**WORK INSTRUCTION**
Output exactly the span of lines beginning with the one that holds "self.flows.get(conn)" and ending with the last line of the data below.

╔══

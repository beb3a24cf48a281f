use std::collections::HashMap;

use log::debug;
use rand::{rngs::StdRng, Rng, SeedableRng};

use crate::common::Connection;

#[derive(Debug, Clone, Copy, PartialEq, Eq)]
pub struct FlowEntry {
    pub bytes_seen: u64,
    pub last_seen: u64,
}

// What the cutoff accounting decided for a packet: drop it, or record it
// with the given network-layer length (trimmed when the flow would
// otherwise exceed the cutoff).
#[derive(Debug, Clone, Copy, PartialEq, Eq)]
pub enum Accounting {
    Drop,
    Recorded(u64),
}

// Bounded map of connection -> per-flow byte accounting. Memory stays
// bounded under both flash crowds and long-lived flows: inactive entries
// are swept on a capture-time interval and a uniformly random entry is
// evicted whenever the size reaches a nonzero multiple of `max_flows`.
pub struct FlowTable {
    flows: HashMap<Connection, FlowEntry>,
    cutoff: u64,
    max_flows: usize,
    max_age: u64,
    expire_interval: u64,
    last_expire: u64,
    rng: StdRng,
}

impl FlowTable {
    pub fn new(cutoff: u64, max_flows: usize, max_age: u64, expire_interval: u64) -> Self {
        assert!(max_flows > 0);
        FlowTable {
            flows: HashMap::new(),
            cutoff,
            max_flows,
            max_age,
            expire_interval,
            last_expire: 0,
            rng: StdRng::from_entropy(),
        }
    }

    pub fn get_or_insert(&mut self, conn: Connection, ts: u64) -> &mut FlowEntry {
        self.flows
            .entry(conn)
            .and_modify(|e| e.last_seen = ts)
            .or_insert(FlowEntry {
                bytes_seen: 0,
                last_seen: ts,
            })
    }

    // True when the flow is already tracked and has reached its cutoff.
    // A hit refreshes last_seen, so a dropped packet still counts as
    // activity, same as the accounting path.
    pub fn at_cutoff(&mut self, conn: &Connection, ts: u64) -> bool {
        match self.flows.get_mut(conn) {
            Some(entry) => {
                entry.last_seen = ts;
                entry.bytes_seen == self.cutoff
            }
            None => false,
        }
    }

    pub fn account(
        &mut self,
        conn: &Connection,
        ts: u64,
        payload_size: u64,
        packet_size: u64,
    ) -> Accounting {
        let cutoff = self.cutoff;
        let entry = self.get_or_insert(*conn, ts);
        if entry.bytes_seen == cutoff {
            return Accounting::Drop;
        }
        if entry.bytes_seen + payload_size <= cutoff {
            entry.bytes_seen += payload_size;
            Accounting::Recorded(packet_size)
        } else {
            // Trim the last packet so that the flow fits exactly.
            let overshoot = entry.bytes_seen + payload_size - cutoff;
            entry.bytes_seen = cutoff;
            Accounting::Recorded(packet_size.saturating_sub(overshoot))
        }
    }

    // Sweeps inactive entries, at most once per expire interval of capture
    // time. Returns how many entries were removed.
    pub fn maybe_expire(&mut self, now: u64) -> usize {
        if self.last_expire == 0 {
            self.last_expire = now;
            return 0;
        }
        if now.saturating_sub(self.last_expire) <= self.expire_interval {
            return 0;
        }
        self.last_expire = now;
        let before = self.flows.len();
        let max_age = self.max_age;
        self.flows
            .retain(|_, entry| now.saturating_sub(entry.last_seen) <= max_age);
        let expired = before - self.flows.len();
        if expired > 0 {
            debug!("expired {} inactive flows", expired);
        }
        expired
    }

    // Evicts one uniformly random entry when the table size is a nonzero
    // multiple of `max_flows`.
    pub fn maybe_cap_evict(&mut self) -> bool {
        if self.flows.is_empty() || self.flows.len() % self.max_flows != 0 {
            return false;
        }
        let index = self.rng.gen_range(0..self.flows.len());
        let victim = *self.flows.keys().nth(index).unwrap();
        self.flows.remove(&victim);
        debug!("flow table capacity eviction: {}", victim);
        true
    }

    pub fn get(&self, conn: &Connection) -> Option<&FlowEntry> {
        self.flows.get(conn)
    }

    pub fn len(&self) -> usize {
        self.flows.len()
    }

    pub fn is_empty(&self) -> bool {
        self.flows.is_empty()
    }
}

╚══

**REPLY**
        self.flows.get(conn)
    }

    pub fn len(&self) -> usize {
        self.flows.len()
    }

    pub fn is_empty(&self) -> bool {
        self.flows.is_empty()
    }
}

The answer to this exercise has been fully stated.